All I do anymore is Random

Jan 08, 2009 18:04

If Rock Band ever gets the rights to "Cult of Personality" I will die happy playing it. My arms will probably fly off and I'll bleed to death, my face in a tortured rictus of exhausted glee.

We've had an Eskimo's thesaurus of snow types in the past couple weeks. I was out in it an hour ago with Charlie, and it looked like in a cartoon when the animated characters walk around the background and they don't affect it (you know, leave footprints or anything). Charlie was running at a full clip on what looked like snow but was a kind of foamy solid water that he didn't break through. My tubby footsteps clomped right through it.

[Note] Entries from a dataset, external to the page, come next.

//! Error types for the PCA routines.

use crate::linalg_backends::BackendError;
use thiserror::Error;

/// Errors raised by batch and incremental PCA.
///
/// A decomposition that leaves no eigenvalue above the tolerance is not an
/// error; it produces a model with zero components.
#[derive(Error, Debug)]
pub enum PcaError {
    /// Input dimensions are inconsistent or too small to decompose.
    #[error("Invalid shape: {0}")]
    InvalidShape(String),

    /// The underlying eigendecomposition, QR or SVD failed.
    #[error("{stage} failed: {source}")]
    SolverFailure {
        stage: &'static str,
        #[source]
        source: BackendError,
    },
}

impl PcaError {
    pub(crate) fn solver(stage: &'static str) -> impl FnOnce(BackendError) -> PcaError {
        move |source| PcaError::SolverFailure { stage, source }
    }
}

/// Result type alias for PCA operations.
pub type Result<T> = std::result::Result<T, PcaError>;
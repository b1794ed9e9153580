//! Collector engine: a bounded, concurrent fetch/resolve crawl loop and the
//! HTTP and filesystem collaborators that plug into it.
mod budget;
mod engine;
mod fetch;
mod filename;
mod persist;
mod progress;
mod resolve;
mod types;

pub use engine::{ConfigError, Engine, EngineConfig, EngineError};
pub use fetch::{content_kind, FetchSettings, Fetcher, ReqwestFetcher, DEFAULT_USER_AGENT};
pub use filename::content_filename;
pub use persist::{ensure_output_dir, AtomicFileWriter, PersistError};
pub use progress::{ChannelProgressSink, NullProgressSink, ProgressSink};
pub use resolve::{PersistingResolver, Resolver};
pub use types::{
    Address, Content, CrawlReport, EngineEvent, FailureKind, FetchError, RejectReason,
    ResolveError, Stage, StopReason,
};
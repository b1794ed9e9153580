#![deny(missing_docs)]
//! Shared logging utilities for the collector workspace.
//!
//! Library code logs through the `collector_*` macros, which forward to the
//! `log` facade. Binaries pick where the output goes with [`initialize`];
//! tests call [`initialize_for_tests`].

use std::fs::File;
use std::path::{Path, PathBuf};

use log::LevelFilter;
use simplelog::{
    ColorChoice, CombinedLogger, Config, ConfigBuilder, SharedLogger, TermLogger, TerminalMode,
    WriteLogger,
};

/// Logs a trace-level message using the global logging facade.
#[macro_export]
macro_rules! collector_trace {
    ($($arg:tt)*) => {{
        log::trace!($($arg)*);
    }};
}

/// Logs a debug-level message using the global logging facade.
#[macro_export]
macro_rules! collector_debug {
    ($($arg:tt)*) => {{
        log::debug!($($arg)*);
    }};
}

/// Logs an info-level message using the global logging facade.
#[macro_export]
macro_rules! collector_info {
    ($($arg:tt)*) => {{
        log::info!($($arg)*);
    }};
}

/// Logs a warn-level message using the global logging facade.
#[macro_export]
macro_rules! collector_warn {
    ($($arg:tt)*) => {{
        log::warn!($($arg)*);
    }};
}

/// Logs an error-level message using the global logging facade.
#[macro_export]
macro_rules! collector_error {
    ($($arg:tt)*) => {{
        log::error!($($arg)*);
    }};
}

/// Where log output is written.
#[derive(Debug, Clone, PartialEq, Eq)]
pub enum LogDestination {
    /// Write to the given file, truncating it.
    File(PathBuf),
    /// Write to the terminal.
    Terminal,
    /// Write to both the terminal and the given file.
    Both(PathBuf),
}

/// Initializes the global logger.
///
/// A file that cannot be created is reported on stderr and skipped; if that
/// leaves no logger at all, logging stays disabled. Calling this more than
/// once is harmless: later calls are ignored.
pub fn initialize(destination: LogDestination, level: LevelFilter) {
    let config = build_config();

    let loggers: Vec<Box<dyn SharedLogger>> = match destination {
        LogDestination::Terminal => vec![terminal_logger(level, config)],
        LogDestination::File(path) => create_file_logger(&path, level, config)
            .into_iter()
            .collect(),
        LogDestination::Both(path) => {
            let mut loggers = vec![terminal_logger(level, config.clone())];
            if let Some(file_logger) = create_file_logger(&path, level, config) {
                loggers.push(file_logger);
            }
            loggers
        }
    };

    if loggers.is_empty() {
        return;
    }
    let _ = CombinedLogger::init(loggers);
}

/// Initializes a simple terminal logger for use in tests.
///
/// This safely no-ops if another logger has already been initialized.
pub fn initialize_for_tests() {
    // Use debug level in debug builds, info in release builds.
    let level = if cfg!(debug_assertions) {
        LevelFilter::Debug
    } else {
        LevelFilter::Info
    };

    // Ignore the error if a logger was already set by another test.
    let _ = CombinedLogger::init(vec![terminal_logger(level, Config::default())]);
}

fn build_config() -> Config {
    ConfigBuilder::new()
        .set_time_format_rfc3339()
        .set_target_level(LevelFilter::Error)
        .build()
}

fn terminal_logger(level: LevelFilter, config: Config) -> Box<dyn SharedLogger> {
    TermLogger::new(level, config, TerminalMode::Mixed, ColorChoice::Auto)
}

fn create_file_logger(
    path: &Path,
    level: LevelFilter,
    config: Config,
) -> Option<Box<dyn SharedLogger>> {
    match File::create(path) {
        Ok(file) => Some(WriteLogger::new(level, config, file)),
        Err(err) => {
            eprintln!("Warning: Could not create log file at {:?}: {}", path, err);
            None
        }
    }
}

When I go see Doctor Teenager next week I'm looking forward to blowing her mind with my newly discovered (well, my dad explained it all better) medical history. Heart disease in most of the men, including Dad's first one in his 40s and his second one which almost stopped it for good. My Grampa's mystery cancer (the taciturn old New Englander had cancer somewhere that you don't talk about--colon? rectum? testicles? penis? what?! I inherited your genes dammit!) and then I find out that at least two female ancestors had probable Alzheimer's--Dad's grandmother and her mother both died in the crazyhouse. Mom started showing signs of it right about the time of dad's first heart attack. I'll be lucky if the doctor lets me leave the hospital.

Got a call from the programs director at Drumlin today asking if I'll teach spring and summer mushroom classes! Sure, why not? I'll find some somewhere, right? Maybe we'll be lucky and it'll be a good morel May. Nice to be appreciated as a naturalist by someone still. Sometimes I feel like I'm just a floor cleaner and I'm not even a particularly GOOD one.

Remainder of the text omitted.